Thursday, October 6, 2016

Day 6 Choose Surrender -- Find True Life


As Sara was losing more and more of her abilities, she realized that “being a servant meant all or nothing. A line was drawn in the sand and she had to choose fear, or she had to choose to completely trust Him.”

Matthew 16:25 tells us, “If you try to keep your life for yourself, you will lose it. But if you give up your life for me, you will find true life.”

I think as Christians, we truly desire to do what God wants us to do. In order to fulfill what God wants from us, we ask and rely on God to help us through. As Sara tells us in her book, Choose Joy: Finding Hope and Purpose When Life Hurts, “that would mean we are driving and God is giving us moral support.”

Sara challenges us to let God take the wheel. When we rely on God to help us through our life, we are living a life about ourselves, not about Him. And, this life is not about us. It’s about Him. It’s about surrendering our lives to the one who put us here.
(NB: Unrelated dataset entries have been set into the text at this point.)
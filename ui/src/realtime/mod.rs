//! Real-time Update Core
//!
//! - [`ConnectionManager`]: live channel lifecycle, reconnects and the
//!   polling fallback
//! - [`UpdateDispatcher`]: routes messages to page updates and callbacks
//! - [`VisibilityCoordinator`]: pauses everything while the tab is hidden
//! - [`RenderRegistry`]: chart callbacks owned by the host page

mod connection;
mod dispatcher;
mod registry;
mod status;
mod visibility;

pub use connection::{ConnectionDeps, ConnectionManager, ConnectionState, StateListener, Subscription};
pub use dispatcher::{
    UpdateDispatcher, ERROR_COUNT_ID, HIGHLIGHT_CLASS, PULSE_CLASS, RUNNING_HOURS_ID, SUCCESS_RATE_ID,
    TOTAL_REQUESTS_ID, TOTAL_SPANS_ID,
};
pub use registry::{RenderFn, RenderRegistry, RenderTarget};
pub use status::{bind_status, render_status, status_markup, STATUS_ELEMENT_ID};
pub use visibility::{Visibility, VisibilityCoordinator};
Our life only works when God is at the wheel driving.

Our choice is to go along for the ride and surrender our lives to the destinations He brings us to. To be open enough to know where along the journey he needs us to act. There are going to be times along the journey that we may not like where He is taking us, or the traveling companions He picks up along the way. But, when we stop and realize it’s not all about us, we will start to notice that the traveling companion needed someone to listen to them or provide them an encouraging word.

I encourage you to surrender your life to Him. It is there you will find true life.

Wednesday, October 5, 2016

Day 5 Choose Surrender -- Crazy Love: Your Best Life...Later

Today I am re-posting one of Sara's blog posts. Her words and her life really are a perfect example of what it means to fully surrender to God. 

Sara wrote this post based on a book study she was involved in with the Bloom Club. Her post is a review of Chapter 7. 

By now you’ve probably realized you have a distinct choice to make: just let life happen, which is tantamount to serving God your leftovers, or actively run toward Christ.”           ~ Francis Chan

Yep, Chan pretty much had me from the first sentence of this chapter. A few sentences later, he had me nodding my head at this:

Do you understand that it’s impossible to please God in any way other than wholehearted surrender?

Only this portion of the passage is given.